Is There a Grad Rat in Your Future?

by Nancy DuVergne Smith on March 20, 2013 · 0 comments

in Alumni Life, Events

Grad Rats include course and degree as well as symbols of campus life.

Grad Rats include course and degree as well as symbols of campus life.

Graduate students are demonstrating a new interest in buying their own Standard Technology Rings, the official name of the Institute’s iconic rings. While more than 90 percent of undergraduates traditionally buy Brass Rats, sales of its sibling, the Grad Rat, have only taken off in the past five years, says EECS graduate student Katia Shtyrkova, chair of the Graduate Student Council (GSC) Grad Rat committee. She knows because she tracked last year’s sales of 800 rings, a 20 percent boost from the previous year.

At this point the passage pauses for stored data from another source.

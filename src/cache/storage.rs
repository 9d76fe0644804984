use std::path::PathBuf;
use std::sync::Arc;

use async_trait::async_trait;
use tokio::sync::RwLock;
use tracing::{info, warn};
use uuid::Uuid;

use crate::cache::types::{Document, StoreKey};
use crate::error::Result;

/// Insert-only document store.
///
/// `find_one` returns the first inserted match. There is no update or delete
/// path and no uniqueness constraint: concurrent misses on the same key may
/// insert duplicates, which first-match reads tolerate.
#[async_trait]
pub trait DocumentStore: Send + Sync {
    async fn find_one(&self, key: &StoreKey) -> Option<Document>;
    async fn insert_one(&self, doc: Document) -> Result<Uuid>;
    async fn find_many(&self, key: &StoreKey) -> Vec<Document>;
}

#[derive(Clone, Default)]
pub struct MemoryStore {
    documents: Arc<RwLock<Vec<Document>>>,
}

impl MemoryStore {
    pub fn new() -> Self {
        Self::default()
    }

    pub async fn len(&self) -> usize {
        self.documents.read().await.len()
    }

    pub async fn is_empty(&self) -> bool {
        self.documents.read().await.is_empty()
    }
}

#[async_trait]
impl DocumentStore for MemoryStore {
    async fn find_one(&self, key: &StoreKey) -> Option<Document> {
        let documents = self.documents.read().await;
        documents.iter().find(|doc| doc.matches(key)).cloned()
    }

    async fn insert_one(&self, doc: Document) -> Result<Uuid> {
        let id = doc.id;
        self.documents.write().await.push(doc);
        Ok(id)
    }

    async fn find_many(&self, key: &StoreKey) -> Vec<Document> {
        let documents = self.documents.read().await;
        documents
            .iter()
            .filter(|doc| doc.matches(key))
            .cloned()
            .collect()
    }
}

/// File-backed store: documents live in memory and every insert is written
/// through to disk, so there is no background flush task to manage.
#[derive(Clone)]
pub struct FileStore {
    path: PathBuf,
    documents: Arc<RwLock<Vec<Document>>>,
}

impl FileStore {
    /// Opens the store, loading any previously persisted documents. A file
    /// that fails to decode starts the store fresh rather than erroring.
    pub async fn open(path: PathBuf) -> Result<Self> {
        if let Some(parent) = path.parent() {
            if !parent.as_os_str().is_empty() {
                tokio::fs::create_dir_all(parent).await?;
            }
        }

        let documents = match tokio::fs::read(&path).await {
            Ok(bytes) => match bincode::deserialize::<Vec<Document>>(&bytes) {
                Ok(docs) => {
                    info!(count = docs.len(), path = %path.display(), "loaded document store");
                    docs
                }
                Err(e) => {
                    warn!(error = %e, path = %path.display(), "store file failed to decode, starting fresh");
                    Vec::new()
                }
            },
            Err(_) => Vec::new(),
        };

        Ok(Self {
            path,
            documents: Arc::new(RwLock::new(documents)),
        })
    }

    async fn persist(&self, documents: &[Document]) -> Result<()> {
        let serialized = bincode::serialize(&documents)?;

        // Temp file + rename so a crash mid-write never corrupts the store.
        let temp_path = self.path.with_extension("bin.tmp");
        tokio::fs::write(&temp_path, serialized).await?;
        tokio::fs::rename(&temp_path, &self.path).await?;
        Ok(())
    }
}

#[async_trait]
impl DocumentStore for FileStore {
    async fn find_one(&self, key: &StoreKey) -> Option<Document> {
        let documents = self.documents.read().await;
        documents.iter().find(|doc| doc.matches(key)).cloned()
    }

    async fn insert_one(&self, doc: Document) -> Result<Uuid> {
        let id = doc.id;
        let mut documents = self.documents.write().await;
        documents.push(doc);
        self.persist(&documents).await?;
        Ok(id)
    }

    async fn find_many(&self, key: &StoreKey) -> Vec<Document> {
        let documents = self.documents.read().await;
        documents
            .iter()
            .filter(|doc| doc.matches(key))
            .cloned()
            .collect()
    }
}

Why should graduate students and alumni consider buying a Grad Rat?

“MIT’s graduate ring program, the Grad Rat, is the most successful graduate ring program in the country and one of our community’s most unique and cherished traditions,” says Brian Spatocco, GSC president. A materials science and engineering PhD student, Spatocco bought his Grad Rat shortly after completing his qualifying exams last year.

“Owning a Grad Rat has significance in two major ways—first, for many students and alumni it is symbolic of their time at MIT, both the good times and the struggles. The Grad Rat also unites our students and alumni and is the link that brings our members together, no matter where they may be and no matter how long after they’ve graduated.”

The Grad Rat is also getting with the times. The design was unchanged for decades until the 2004 redesign. Now another new design is in the works and GSC would like alumni input. Fill out a survey to share your thoughts on design features for the ring to be unveiled next fall. The survey closes April 7; you can also email the committee.

What does the current Grad Rat look like? Go to the GSC website to view the design. The ring features degree, course symbol, graduation year, as well as   symbols of MIT life. Alumni can order a ring from any year, designating any degree.

Are Grad Rats useful outside MIT?

“Students’ networking and connections improve greatly from the ring exposure,” says Shtyrkova. “Professionals immediate know the origin of the ring, and the pride and hard work that came with it. MIT has a policy not to give honorary degrees. And as such, the only way to get the ring is to have attended MIT.”

Graduate students and alumni can order a ring during campus ring days, when they can get sized, see the details, and try on different metals. They can also order on Balfour’s online store and receive their rings two months later.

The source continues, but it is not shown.